● **Dataset entries**
==*==

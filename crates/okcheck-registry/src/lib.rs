//! Registry of known checkers.
//!
//! Maps the checker names used in configuration files to opaque command
//! identifiers. Lookups are read-only, so a registry can be shared freely
//! between concurrent configuration loads.

mod builtin;
mod cmd;

pub use builtin::{BuiltinRegistry, BUILTIN_CHECKERS};
pub use cmd::CheckerCmd;

/// Error returned when a checker name has no registry entry.
#[derive(Debug, Clone, PartialEq, Eq, thiserror::Error)]
#[error("unknown checker: {name}")]
pub struct UnknownChecker {
    /// The name that failed to resolve.
    pub name: String,
}

/// A source of checker command identifiers.
pub trait CheckerRegistry: Send + Sync {
    /// Look up a checker by its configuration name.
    fn lookup(&self, name: &str) -> Option<CheckerCmd>;

    /// Resolve a checker name, failing if the registry has no entry for it.
    fn resolve(&self, name: &str) -> Result<CheckerCmd, UnknownChecker> {
        self.lookup(name).ok_or_else(|| UnknownChecker {
            name: name.to_string(),
        })
    }
}

impl<R: CheckerRegistry + ?Sized> CheckerRegistry for &R {
    fn lookup(&self, name: &str) -> Option<CheckerCmd> {
        (**self).lookup(name)
    }
}
//! okcheck - check-run configuration
//!
//! This crate resolves the configuration for a static-analysis run: which
//! checkers to run and with what arguments, which of their output lines to
//! suppress, and which paths to leave out of the run entirely.

pub mod config;
pub mod discover;
pub mod exclude;
pub mod filter;
pub mod layout;

pub use config::{load, load_with_registry, CheckerConfig, ConfigError, ResolvedConfig};
pub use exclude::{build_exclude_matcher, ExcludeMatcher, RawExcludeSpec};
pub use filter::{parse_filter, FilterKind, LineFilter, OutputLine, RawFilterSpec};
pub use okcheck_registry::{BuiltinRegistry, CheckerCmd, CheckerRegistry, UnknownChecker};
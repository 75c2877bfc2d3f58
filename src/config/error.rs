//! Configuration load errors

use okcheck_registry::UnknownChecker;
use std::io;
use std::path::PathBuf;

use crate::exclude::ExcludeError;
use crate::filter::FilterError;

/// Errors from resolving a check configuration. Every variant aborts the load.
#[derive(Debug, thiserror::Error)]
pub enum ConfigError {
    /// The base file exists but could not be read or decoded.
    #[error("failed to parse {}: {source}", .path.display())]
    BaseParse {
        path: PathBuf,
        #[source]
        source: BaseSourceError,
    },

    /// The override payload is not valid JSON of the expected shape.
    #[error("failed to parse JSON {payload}: {reason}")]
    OverrideParse { payload: String, reason: String },

    /// A filter declaration has an unknown kind or a malformed pattern.
    #[error(transparent)]
    Filter(#[from] FilterError),

    /// A checker name has no registry entry.
    #[error(transparent)]
    UnknownChecker(#[from] UnknownChecker),

    /// An exclude pattern could not be compiled.
    #[error(transparent)]
    Exclude(#[from] ExcludeError),
}

/// Why the base file could not be used
#[derive(Debug, thiserror::Error)]
pub enum BaseSourceError {
    #[error("failed to read file: {0}")]
    Read(#[from] io::Error),

    #[error("{0}")]
    Yaml(#[from] serde_yaml::Error),

    #[error("{0}")]
    Toml(#[from] toml::de::Error),
}
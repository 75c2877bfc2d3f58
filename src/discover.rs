//! Candidate file discovery
//!
//! Walks a project root in sorted order and yields the files a check run
//! should consider, pruning excluded directories before descending.

use std::path::{Path, PathBuf};
use walkdir::WalkDir;

use crate::exclude::ExcludeMatcher;

/// Errors during discovery
#[derive(Debug, thiserror::Error)]
pub enum DiscoverError {
    #[error("Walk error: {0}")]
    WalkError(#[from] walkdir::Error),

    #[error("Path is not within root: {0}")]
    PathNotInRoot(PathBuf),
}

/// List files under `root` that are not excluded, relative to `root`.
///
/// When `extension` is given, only files with that extension are returned.
pub fn checkable_files(
    root: &Path,
    exclude: &ExcludeMatcher,
    extension: Option<&str>,
) -> Result<Vec<PathBuf>, DiscoverError> {
    let mut files = Vec::new();

    let walker = WalkDir::new(root)
        .follow_links(false)
        .sort_by(|a, b| a.file_name().cmp(b.file_name()))
        .into_iter()
        .filter_entry(|entry| match entry.path().strip_prefix(root) {
            Ok(rel) => rel.as_os_str().is_empty() || !exclude.matches(rel),
            Err(_) => true,
        });

    for entry in walker {
        let entry = entry?;
        if !entry.file_type().is_file() {
            continue;
        }

        let rel_path = entry
            .path()
            .strip_prefix(root)
            .map_err(|_| DiscoverError::PathNotInRoot(entry.path().to_path_buf()))?;

        if let Some(ext) = extension {
            if rel_path.extension().and_then(|e| e.to_str()) != Some(ext) {
                continue;
            }
        }

        files.push(rel_path.to_path_buf());
    }

    Ok(files)
}

#[cfg(test)]
mod tests {
    use super::*;
    use crate::exclude::{build_exclude_matcher, RawExcludeSpec};
    use std::fs;
    use tempfile::TempDir;

    fn touch(root: &Path, rel: &str) {
        let path = root.join(rel);
        fs::create_dir_all(path.parent().unwrap()).unwrap();
        fs::write(path, "package main\n").unwrap();
    }

    fn project() -> TempDir {
        let root = TempDir::new().unwrap();
        touch(root.path(), "main.go");
        touch(root.path(), "README.md");
        touch(root.path(), "pkg/mocks/client.go");
        touch(root.path(), "pkg/server.go");
        touch(root.path(), "vendor/github.com/pkg/errors/errors.go");
        root
    }

    #[test]
    fn test_no_excludes_lists_everything() {
        let root = project();
        let files = checkable_files(root.path(), &ExcludeMatcher::default(), None).unwrap();
        assert_eq!(files.len(), 5);
    }

    #[test]
    fn test_excluded_directories_pruned() {
        let root = project();
        let exclude = build_exclude_matcher(&RawExcludeSpec {
            names: vec!["m?cks".to_string()],
            paths: vec!["vendor".to_string()],
        })
        .unwrap();

        let files = checkable_files(root.path(), &exclude, Some("go")).unwrap();
        assert_eq!(
            files,
            vec![PathBuf::from("main.go"), PathBuf::from("pkg/server.go")]
        );
    }

    #[test]
    fn test_extension_filter() {
        let root = project();
        let files = checkable_files(root.path(), &ExcludeMatcher::default(), Some("md")).unwrap();
        assert_eq!(files, vec![PathBuf::from("README.md")]);
    }
}
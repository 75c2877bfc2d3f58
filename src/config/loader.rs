//! Resolution of the base file and override payload into a `ResolvedConfig`.

use okcheck_registry::{BuiltinRegistry, CheckerRegistry};
use std::collections::BTreeMap;
use std::fs;
use std::path::Path;
use tracing::debug;

use super::error::{BaseSourceError, ConfigError};
use super::json::describe_json_error;
use super::raw::{BaseFormat, OverrideDoc, RawConfig};
use super::{CheckerConfig, ResolvedConfig};
use crate::exclude::{build_exclude_matcher, RawExcludeSpec};
use crate::filter::parse_filter;

/// Load a check configuration using the built-in checker registry.
///
/// `base_path` names the base file; an empty path or a missing file is an
/// empty document. `override_json` is an inline JSON payload whose exclude
/// block, when it carries any pattern, replaces the base exclude block. An
/// empty string means no override.
pub fn load(base_path: impl AsRef<Path>, override_json: &str) -> Result<ResolvedConfig, ConfigError> {
    load_with_registry(&BuiltinRegistry::new(), base_path, override_json)
}

/// Load a check configuration, resolving checker names through `registry`.
pub fn load_with_registry<R>(
    registry: &R,
    base_path: impl AsRef<Path>,
    override_json: &str,
) -> Result<ResolvedConfig, ConfigError>
where
    R: CheckerRegistry + ?Sized,
{
    let base_path = base_path.as_ref();
    let mut raw = read_base(base_path)?;

    if let Some(exclude) = parse_override(override_json)? {
        if exclude.is_empty() {
            debug!("override exclude block is empty, keeping base exclude block");
        } else {
            debug!(
                names = ?exclude.names,
                paths = ?exclude.paths,
                "override exclude block replaces base exclude block"
            );
            raw.exclude = exclude;
        }
    }

    let mut checks = BTreeMap::new();
    for (name, decl) in raw.checks {
        let cmd = registry.resolve(&name)?;
        let line_filters = decl
            .filters
            .iter()
            .map(parse_filter)
            .collect::<Result<Vec<_>, _>>()?;
        debug!(
            checker = %cmd,
            args = decl.args.len(),
            filters = line_filters.len(),
            "resolved checker"
        );
        checks.insert(
            cmd,
            CheckerConfig {
                args: decl.args,
                line_filters,
            },
        );
    }

    let exclude = build_exclude_matcher(&raw.exclude)?;

    Ok(ResolvedConfig { checks, exclude })
}

fn read_base(path: &Path) -> Result<RawConfig, ConfigError> {
    if path.as_os_str().is_empty() || !path.exists() {
        debug!(path = %path.display(), "no base config, using empty document");
        return Ok(RawConfig::default());
    }

    debug!(path = %path.display(), "reading base config");
    let base_err = |source: BaseSourceError| ConfigError::BaseParse {
        path: path.to_path_buf(),
        source,
    };

    let contents = fs::read_to_string(path).map_err(|e| base_err(e.into()))?;
    match BaseFormat::for_path(path) {
        BaseFormat::Yaml => RawConfig::from_yaml_str(&contents).map_err(|e| base_err(e.into())),
        BaseFormat::Toml => RawConfig::from_toml_str(&contents).map_err(|e| base_err(e.into())),
    }
}

fn parse_override(payload: &str) -> Result<Option<RawExcludeSpec>, ConfigError> {
    if payload.is_empty() {
        return Ok(None);
    }

    let override_err = |reason: String| ConfigError::OverrideParse {
        payload: payload.to_string(),
        reason,
    };

    // Syntax first, so shape mismatches are reported separately.
    let value: serde_json::Value = serde_json::from_str(payload)
        .map_err(|e| override_err(describe_json_error(payload, &e)))?;
    if value.is_null() {
        return Ok(None);
    }

    // Derived structs also decode from sequences; only objects are accepted here.
    expect_object(&value, "override document").map_err(override_err)?;
    match value.get("exclude") {
        None | Some(serde_json::Value::Null) => return Ok(Some(RawExcludeSpec::default())),
        Some(exclude) => expect_object(exclude, "exclude block").map_err(override_err)?,
    }

    let doc: OverrideDoc = serde_json::from_value(value).map_err(|e| override_err(e.to_string()))?;
    Ok(Some(doc.exclude))
}

fn expect_object(value: &serde_json::Value, what: &str) -> Result<(), String> {
    let found = match value {
        serde_json::Value::Object(_) => return Ok(()),
        serde_json::Value::Null => "null",
        serde_json::Value::Bool(_) => "bool",
        serde_json::Value::Number(_) => "number",
        serde_json::Value::String(_) => "string",
        serde_json::Value::Array(_) => "array",
    };
    Err(format!("cannot unmarshal {found} into {what}"))
}
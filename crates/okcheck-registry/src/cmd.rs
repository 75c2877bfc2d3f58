//! Checker command identifiers.

use serde::Serialize;
use std::fmt;

/// Opaque identifier for an executable checker.
///
/// Two identifiers are equal when they name the same checker command.
#[derive(Debug, Clone, PartialEq, Eq, PartialOrd, Ord, Hash, Serialize)]
#[serde(transparent)]
pub struct CheckerCmd(String);

impl CheckerCmd {
    /// Create an identifier for the named command.
    pub fn new(name: impl Into<String>) -> Self {
        Self(name.into())
    }

    /// The command name.
    pub fn name(&self) -> &str {
        &self.0
    }
}

impl fmt::Display for CheckerCmd {
    fn fmt(&self, f: &mut fmt::Formatter<'_>) -> fmt::Result {
        f.write_str(&self.0)
    }
}
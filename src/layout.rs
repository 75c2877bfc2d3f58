//! Project layout
//!
//! A project keeps its check configuration in a config directory. The
//! directory is either given explicitly or found next to the project's
//! wrapper script at `<wrapper dir>/okcheck/config`.

use std::path::{Path, PathBuf};

/// Base check configuration file within the config directory.
pub const CHECK_CONFIG_FILE: &str = "check.yml";

/// Project-wide exclude file within the config directory.
pub const EXCLUDE_FILE: &str = "exclude.yml";

const WRAPPER_CONFIG_DIR: &[&str] = &["okcheck", "config"];

/// Errors locating the config directory
#[derive(Debug, thiserror::Error)]
pub enum LayoutError {
    #[error("wrapper script does not exist: {}", .0.display())]
    MissingWrapper(PathBuf),

    #[error("config directory does not exist: {}", .0.display())]
    MissingConfigDir(PathBuf),
}

/// Determine the config directory.
///
/// An explicit directory wins. Without one, the directory is derived from
/// the wrapper script's location; with neither, there is no config directory.
pub fn config_dir(
    explicit: Option<&Path>,
    wrapper_script: Option<&Path>,
) -> Result<Option<PathBuf>, LayoutError> {
    if let Some(dir) = explicit.filter(|p| !p.as_os_str().is_empty()) {
        return Ok(Some(dir.to_path_buf()));
    }
    let Some(wrapper) = wrapper_script.filter(|p| !p.as_os_str().is_empty()) else {
        return Ok(None);
    };

    if !wrapper.is_file() {
        return Err(LayoutError::MissingWrapper(wrapper.to_path_buf()));
    }

    let mut dir = wrapper.parent().unwrap_or(Path::new("")).to_path_buf();
    dir.extend(WRAPPER_CONFIG_DIR);
    if !dir.is_dir() {
        return Err(LayoutError::MissingConfigDir(dir));
    }
    Ok(Some(dir))
}

/// Path of the base check configuration file in `dir`.
pub fn check_config_path(dir: &Path) -> PathBuf {
    dir.join(CHECK_CONFIG_FILE)
}

/// Path of the exclude file in `dir`.
pub fn exclude_path(dir: &Path) -> PathBuf {
    dir.join(EXCLUDE_FILE)
}
use clap::Parser;
use rpg::commands::handle_plot;
use rpg::Cli;
use tracing_subscriber::EnvFilter;

fn main() -> anyhow::Result<()> {
    let cli = Cli::parse();
    init_tracing(&cli.log_level);
    handle_plot(&cli)
}

fn init_tracing(level: &str) {
    let filter = EnvFilter::try_from_default_env().unwrap_or_else(|_| EnvFilter::new(level));
    tracing_subscriber::fmt()
        .with_env_filter(filter)
        .with_writer(std::io::stderr)
        .with_target(false)
        .init();
}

==*==

● **How to complete this task**
Say how many lines in the data hold the string "shape", and say nothing else.

● **The completed task**
2